La legge delega ha inserito, tuttavia, un “filtro telematico”, così rendendo ancora più sui generis una notifica di per sé già speciale, ossia «una procedura telematica alternativa, quando la notificazione a mezzo di posta elettronica certificata, per causa imputabile al destinatario, non è possibile o non ha esito positivo». In altri termini, ove la Pec non funzioni per causa imputabile all’imprenditore, si deve eseguire una notificazione con «procedura telematica alternativa», mentre se la Pec non funziona per cause non imputabili all’imprenditore, si segue il collaudato regime già in essere.

Per dare attuazione al principio, il legislatore delegato ha previsto una ulteriore notifica telematica a cura della cancelleria, mediante inserimento della domanda dell’istante «in una area web riservata» (articolo 40, comma 7), materia poi delegificata in quanto l’istituzione dell’area web viene demandata a un decreto ministeriale (articolo 359).

Questo filtro telematico, non ancora attuato, fa sorgere qualche dubbio sotto il profilo del diritto di difesa. Proprio nel momento in cui il procedimento assume maggiore spessore - in quanto nutrito di informazioni veicolate non solo dall’istante ma acquisite di ufficio e nel quale potrebbero intervenire altri istanti – ci si chiede quali forme debba assumere questa notificazione con «procedura telematica alternativa» al fine di portare a conoscenza del destinatario la pendenza del procedimento, sul presupposto che la notificazione a mezzo Pec non sia andata a buon fine per il solo fatto che l’imprenditore abbia colpevolmente compromesso la funzionalità della Pec (ad esempio, in caso di casella piena).

Un’analoga riflessione si può fare in relazione alla notificazione a mezzo Pec ai soci di società di persone che, in quanto non imprenditori, non sono obbligati a dotarsi di posta elettronica certificata. Sotto il vigore della precedente disciplina, presso alcune prassi (ad esempio, Tribunale di Milano) si era ritenuto che la notifica a mezzo Pec (stante anche la specialità del relativo regime notificatorio) fosse possibile nella misura in cui il destinatario fosse obbligato a dotarsi di un domicilio digitale. Sicché, la violazione di una norma di legge avrebbe comportato l’applicazione di un regime notificatorio speciale (Corte costituzionale, 146/2016), cosa che non poteva avvenire per i soci di società di persone non obbligati per legge all’apertura della Pec (Guida alla legge fallimentare, Il Sole 24 Ore, 2016, pagina 28).
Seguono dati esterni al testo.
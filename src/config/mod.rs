//! Configuration module
//!
//! Display tokens, filter timing, preference storage and UI labels.

pub mod config;

pub use config::{Config, DisplayConfig, FilterConfig, PreferenceBackend, PreferencesConfig};
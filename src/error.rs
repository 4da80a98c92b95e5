use crate::maps::MapError;
use crate::parse::ParseError;
use crate::roll::EvalError;

/// Any failure the interpreter can produce, from source text to final value.
#[derive(thiserror::Error, Debug, Clone, PartialEq)]
pub enum Error {
    #[error(transparent)]
    Parse(#[from] ParseError),
    #[error(transparent)]
    Eval(#[from] EvalError),
    #[error(transparent)]
    Map(#[from] MapError),
}
use std::fmt;
use std::str::FromStr;

/// The only numeric type in YADN.
pub type Int = i64;

/// An ordered collection of rolled or literal values. Order is meaningful
/// (keep-high/keep-low resolve ties by position) and duplicates are allowed.
pub type Pool = Vec<Int>;

pub(crate) type NonEmpty<T> = vec1::Vec1<T>;

#[derive(Debug, Copy, Clone, Eq, PartialEq)]
pub enum UnaryOperator {
    Neg,
    Concatenate,
    Count,
    Sum,
    PickOne,
}

impl UnaryOperator {
    pub fn symbol(&self) -> &'static str {
        match self {
            Self::Neg => "-",
            Self::Concatenate => "C",
            Self::Count => "N",
            Self::Sum => "S",
            Self::PickOne => "?",
        }
    }
}

impl fmt::Display for UnaryOperator {
    fn fmt(&self, f: &mut fmt::Formatter) -> fmt::Result {
        f.write_str(self.symbol())
    }
}

#[derive(Debug, Copy, Clone, Eq, PartialEq)]
pub enum BinaryOperator {
    Pow,
    Mul,
    Div,
    Mod,
    Add,
    Sub,
    Die,
    ExplodingDie,
    ConcatDie,
    KeepHighDie,
    KeepLowDie,
    WildDie,
    DicePool,
    ExplodingPool,
    PoolKeepAbove,
    PoolKeepBelow,
    PoolCap,
    PoolFloor,
    PoolKeepHigh,
    PoolKeepLow,
    PoolRemove,
    PoolModulo,
    Successes,
    SuccessesBotch,
    LessThan,
    GreaterThan,
    LessEqual,
    GreaterEqual,
    Equal,
    NotEqual,
    Options,
    Choice,
}

impl BinaryOperator {
    pub fn symbol(&self) -> &'static str {
        match self {
            Self::Pow => "^",
            Self::Mul => "*",
            Self::Div => "/",
            Self::Mod => "%",
            Self::Add => "+",
            Self::Sub => "-",
            Self::Die => "d",
            Self::ExplodingDie => "d!",
            Self::ConcatDie => "dc",
            Self::KeepHighDie => "dh",
            Self::KeepLowDie => "dl",
            Self::WildDie => "dw",
            Self::DicePool => "dp",
            Self::ExplodingPool => "dp!",
            Self::PoolKeepAbove => "pa",
            Self::PoolKeepBelow => "pb",
            Self::PoolCap => "pc",
            Self::PoolFloor => "pf",
            Self::PoolKeepHigh => "ph",
            Self::PoolKeepLow => "pl",
            Self::PoolRemove => "pr",
            Self::PoolModulo => "p%",
            Self::Successes => "ns",
            Self::SuccessesBotch => "nb",
            Self::LessThan => "<",
            Self::GreaterThan => ">",
            Self::LessEqual => "<=",
            Self::GreaterEqual => ">=",
            Self::Equal => "==",
            Self::NotEqual => "!=",
            Self::Options => ":",
            Self::Choice => "?",
        }
    }
}

impl fmt::Display for BinaryOperator {
    fn fmt(&self, f: &mut fmt::Formatter) -> fmt::Result {
        f.write_str(self.symbol())
    }
}

/// A trailing output qualifier (`'int'`, `'bool'`, `'str'`) adjusting how the
/// final value of a roll is typed and rendered.
#[derive(Debug, Copy, Clone, Eq, PartialEq)]
pub enum Qualifier {
    Bool,
    Int,
    Str,
}

impl Qualifier {
    pub fn name(&self) -> &'static str {
        match self {
            Self::Bool => "bool",
            Self::Int => "int",
            Self::Str => "str",
        }
    }
}

impl FromStr for Qualifier {
    type Err = ();

    fn from_str(s: &str) -> Result<Self, Self::Err> {
        if s.eq_ignore_ascii_case("bool") {
            Ok(Self::Bool)
        } else if s.eq_ignore_ascii_case("int") {
            Ok(Self::Int)
        } else if s.eq_ignore_ascii_case("str") {
            Ok(Self::Str)
        } else {
            Err(())
        }
    }
}

impl fmt::Display for Qualifier {
    fn fmt(&self, f: &mut fmt::Formatter) -> fmt::Result {
        f.write_str(self.name())
    }
}

/// What happens when the wild die (`dw`) opens on its minimum face. On any
/// other first roll the wild die simply adds to the plain dice.
#[derive(Debug, Copy, Clone, Eq, PartialEq, Default)]
pub enum WildDiePolicy {
    /// The wild result stands in for the lowest plain die.
    #[default]
    ReplaceLowest,
    /// The wild result is added anyway.
    Supplement,
    /// The whole roll totals zero.
    ZeroRoll,
}

/// Controls success-minus-botch counting (`nb`).
#[derive(Debug, Copy, Clone, Eq, PartialEq)]
pub struct BotchPolicy {
    /// The die value that counts as a botch.
    pub botch: Int,
    /// Clamp the net result at zero instead of letting it go negative.
    pub floor_at_zero: bool,
}

impl Default for BotchPolicy {
    fn default() -> Self {
        Self {
            botch: 1,
            floor_at_zero: false,
        }
    }
}

/// House-rule knobs honored by the evaluator.
#[derive(Debug, Copy, Clone, Eq, PartialEq, Default)]
pub struct Ruleset {
    pub wild_die: WildDiePolicy,
    pub botch: BotchPolicy,
}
Per ovviare a una potenziale eccezione di incostituzionalità, il legislatore ha esteso il procedimento previsto per le imprese collettive, ma lo ha ulteriormente ibridato. La notificazione presso i soggetti non iscritti nel registro delle imprese avviene «presso la residenza» (e non presso la sede), con lo stesso procedimento (la norma non è chiarissima) previsto per la società e, in caso di infruttuosità, presso la casa comunale. In quest’ultimo caso, «per le persone fisiche non obbligate a munirsi del domicilio digitale, del deposito» presso la casa comunale viene «data notizia anche mediante affissione dell’avviso in busta chiusa e sigillata alla porta dell’abitazione o dell’ufficio e per raccomandata con avviso di ricevimento» (articolo 40, comma 8, ultimo periodo).

C’è da chiedersi se un procedimento notificatorio, ancora più speciale (anche perché monco della iniziale notificazione a mezzo Pec), possa applicarsi a soggetti coinvolti nel procedimento per il solo fatto di essere garanti ex lege del debitore, benché non obbligati a munirsi di un domicilio digitale, con particolare riferimento al caso in cui la notifica sia eseguita con deposito presso la casa comunale e in cui occorra (quanto meno) la prova della ricezione della raccomandata informativa (Cassazione, Sezioni unite, 10012/2021).